Flat config only (ESLint 9+). The namespace is lemmascript; the rule id is lemmascript/no-forbidden-reach.

Try the demo

The repo (not the npm package) ships a sample layered project under examples/layered/ with a seeded laundered violation — ui/Button.ts → services/format.ts → db/client.ts, and no direct ui → db import. From the repo root:

npm install

Run the rule in real ESLint:

npx eslint examples/layered/src --config examples/layered/eslint.config.ts
ui/App.ts     1:1  error  'ui' must not reach 'db' — laundered through: ui/App.ts → ui/Button.ts → services/format.ts → db/client.ts
ui/Button.ts  5:1  error  'ui' must not reach 'db' — laundered through: ui/Button.ts → services/format.ts → db/client.ts
✖ 2 problems (2 errors, 0 warnings)

See the side-by-side — the one-hop check passes while the verified reach check catches it:

npx tsx src/check.ts
  one-hop check (import/no-restricted-paths style) : pass  ← misses it
  reach check   (verified no-forbidden-reach)       : VIOLATION  ← caught

  laundered import chain (verified witness):
    ui/App.ts  →  ui/Button.ts  →  services/format.ts  →  db/client.ts

What's verified, what's trusted

Stated plainly — the proof governs the algorithm, not the I/O:

  • Verified (pure functions over the import graph, proved in LemmaScript → Dafny): the reachability decision and the witness chain — both sound and complete.
  • Trusted (the untrusted shell): import-graph extraction. The plugin parses each module's imports with the TypeScript compiler and resolves them; a missed edge (exotic dynamic import(expr), unusual path aliases) would be a false negative. Completeness is relative to the extracted graph — and that one trust assumption is named here, not papered over.

There is no "verified end-to-end" claim.
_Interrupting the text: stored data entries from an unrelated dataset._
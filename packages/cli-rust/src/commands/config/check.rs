//! Config check subcommand
//!
//! Runs validation and prints every warning, not just errors.

use anyhow::{Result, bail};
use console::style;
use vhostgen_core::Config;
use vhostgen_core::config::{display_validation_error, display_validation_warning, validate_config};

/// Validate the effective configuration
pub fn cmd_config_check(config: &Config, quiet: bool) -> Result<()> {
    let warnings = match validate_config(config) {
        Ok(warnings) => warnings,
        Err(error) => {
            display_validation_error(&error);
            bail!("configuration is invalid");
        }
    };

    for warning in &warnings {
        display_validation_warning(warning);
    }

    if !quiet {
        if warnings.is_empty() {
            println!("{} Configuration is valid", style("Success:").green().bold());
        } else {
            println!(
                "{} Configuration is valid ({} warning{})",
                style("Note:").yellow(),
                warnings.len(),
                if warnings.len() == 1 { "" } else { "s" }
            );
        }
    }
    Ok(())
}
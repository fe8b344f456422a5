//! Errors raised while assembling a server block

use thiserror::Error;

use super::Template;

#[derive(Debug, Error, PartialEq, Eq)]
pub enum VhostError {
    /// A field the template interpolates was not provided
    #[error("template '{template}' requires {field}")]
    MissingField {
        template: Template,
        field: &'static str,
    },

    /// Cache max-age is not a valid nginx time value
    #[error("invalid cache max-age '{0}' (expected e.g. 30m, 6h, 1d)")]
    InvalidCacheAge(String),

    /// Port 0 cannot be listened on
    #[error("listening port must be between 1 and 65535")]
    InvalidPort,
}
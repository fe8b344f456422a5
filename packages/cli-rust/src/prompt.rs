//! Line-based prompts
//!
//! Every question prints a prompt and reads one line. Retries are loops, so a
//! stream of bad answers never grows the stack. [`TermPrompter`] asks through
//! dialoguer on an interactive terminal; [`Prompter`] reads any `BufRead`,
//! which covers piped input and in-memory sessions.

use std::fmt;
use std::io::{self, BufRead, Write};

use console::{Term, style};
use dialoguer::Input;
use thiserror::Error;
use tracing::debug;

#[derive(Debug, Error)]
pub enum PromptError {
    /// Input reached end-of-file before an answer was given
    #[error("input closed before an answer was given")]
    InputClosed,

    #[error("terminal I/O failed: {0}")]
    Io(#[from] io::Error),
}

impl From<dialoguer::Error> for PromptError {
    fn from(err: dialoguer::Error) -> Self {
        match err {
            dialoguer::Error::IO(e) if e.kind() == io::ErrorKind::UnexpectedEof => {
                PromptError::InputClosed
            }
            dialoguer::Error::IO(e) => PromptError::Io(e),
        }
    }
}

/// A source of answers and a place to print
pub trait Prompt {
    /// Print `prompt` and return the next line without its terminator
    fn ask_line(&mut self, prompt: &str) -> Result<String, PromptError>;

    /// Print a line of plain output
    fn say(&mut self, line: impl fmt::Display) -> Result<(), PromptError>;

    /// Like [`ask_line`](Self::ask_line), re-asking until the answer is not blank
    fn ask_required(&mut self, prompt: &str) -> Result<String, PromptError> {
        loop {
            let answer = self.ask_line(prompt)?;
            if !answer.trim().is_empty() {
                return Ok(answer);
            }
            self.say(style("This cannot be empty.").yellow())?;
        }
    }
}

/// Prompts over any line-oriented input and any output
pub struct Prompter<R, W> {
    input: R,
    output: W,
}

impl<R: BufRead, W: Write> Prompter<R, W> {
    pub fn new(input: R, output: W) -> Self {
        Self { input, output }
    }

    pub fn into_output(self) -> W {
        self.output
    }

    pub(crate) fn read_line(&mut self) -> Result<String, PromptError> {
        let mut line = String::new();
        loop {
            line.clear();
            match self.input.read_line(&mut line) {
                Ok(0) => return Err(PromptError::InputClosed),
                Ok(_) => break,
                Err(e) if e.kind() == io::ErrorKind::Interrupted => {
                    debug!("read interrupted, retrying");
                }
                Err(e) => return Err(PromptError::Io(e)),
            }
        }

        let trimmed_len = line.trim_end_matches(['\n', '\r']).len();
        line.truncate(trimmed_len);
        Ok(line)
    }
}

impl<R: BufRead, W: Write> Prompt for Prompter<R, W> {
    fn ask_line(&mut self, prompt: &str) -> Result<String, PromptError> {
        writeln!(self.output, "{}", style(prompt).cyan())?;
        self.output.flush()?;
        self.read_line()
    }

    fn say(&mut self, line: impl fmt::Display) -> Result<(), PromptError> {
        writeln!(self.output, "{line}")?;
        Ok(())
    }
}

/// Prompts on the attached terminal with line editing
pub struct TermPrompter {
    term: Term,
}

impl TermPrompter {
    pub fn stdout() -> Self {
        Self {
            term: Term::stdout(),
        }
    }
}

impl Prompt for TermPrompter {
    fn ask_line(&mut self, prompt: &str) -> Result<String, PromptError> {
        let answer: String = Input::new()
            .with_prompt(prompt)
            .allow_empty(true)
            .interact_text_on(&self.term)?;
        Ok(answer)
    }

    fn say(&mut self, line: impl fmt::Display) -> Result<(), PromptError> {
        self.term.write_line(&line.to_string())?;
        Ok(())
    }
}

#[cfg(test)]
mod tests {
    use super::*;
    use std::io::Cursor;

    fn prompter(input: &str) -> Prompter<Cursor<Vec<u8>>, Vec<u8>> {
        Prompter::new(Cursor::new(input.as_bytes().to_vec()), Vec::new())
    }

    fn output_of(p: Prompter<Cursor<Vec<u8>>, Vec<u8>>) -> String {
        String::from_utf8(p.into_output()).unwrap()
    }

    #[test]
    fn ask_line_returns_text_without_newline() {
        let mut p = prompter("example.com\r\n");
        assert_eq!(p.ask_line("Domain?").unwrap(), "example.com");
        assert!(output_of(p).contains("Domain?"));
    }

    #[test]
    fn ask_line_keeps_inner_spaces() {
        let mut p = prompter("a.com  www.a.com\n");
        assert_eq!(p.ask_line("Domain?").unwrap(), "a.com  www.a.com");
    }

    #[test]
    fn ask_line_accepts_last_line_without_newline() {
        let mut p = prompter("/srv/www");
        assert_eq!(p.ask_line("Root?").unwrap(), "/srv/www");
    }

    #[test]
    fn ask_line_reports_closed_input() {
        let mut p = prompter("");
        assert!(matches!(p.ask_line("Root?"), Err(PromptError::InputClosed)));
    }

    #[test]
    fn ask_required_reprompts_on_blank() {
        let mut p = prompter("\n   \n/srv/site\n");
        assert_eq!(p.ask_required("Root?").unwrap(), "/srv/site");

        let out = output_of(p);
        assert_eq!(out.matches("Root?").count(), 3);
        assert_eq!(out.matches("This cannot be empty.").count(), 2);
    }

    #[test]
    fn closed_terminal_maps_to_input_closed() {
        let err = dialoguer::Error::IO(io::Error::from(io::ErrorKind::UnexpectedEof));
        assert!(matches!(PromptError::from(err), PromptError::InputClosed));

        let err = dialoguer::Error::IO(io::Error::from(io::ErrorKind::BrokenPipe));
        assert!(matches!(PromptError::from(err), PromptError::Io(_)));
    }

    #[test]
    fn ask_required_fails_when_input_ends_while_blank() {
        let mut p = prompter("\n");
        assert!(matches!(
            p.ask_required("Root?"),
            Err(PromptError::InputClosed)
        ));
    }
}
What's proven is the part where the bugs hide: the traversal is exact, so the whole trust surface shrinks to a single auditable question — is the graph faithful? — instead of faithful and is the search correct and did a depth cap hide something?

Verify it yourself

npm run typecheck                  # the whole shell typechecks against the verified core
npm run verify                     # regenerate + Dafny-check core.verified.ts (needs Dafny + the LemmaScript toolchain)

Status

A LemmaScript case study, working end-to-end and published on npm. Flat-config only; the policy model is path-prefix zones (segment matching, no regex). Sharper extraction and more verified rules welcome.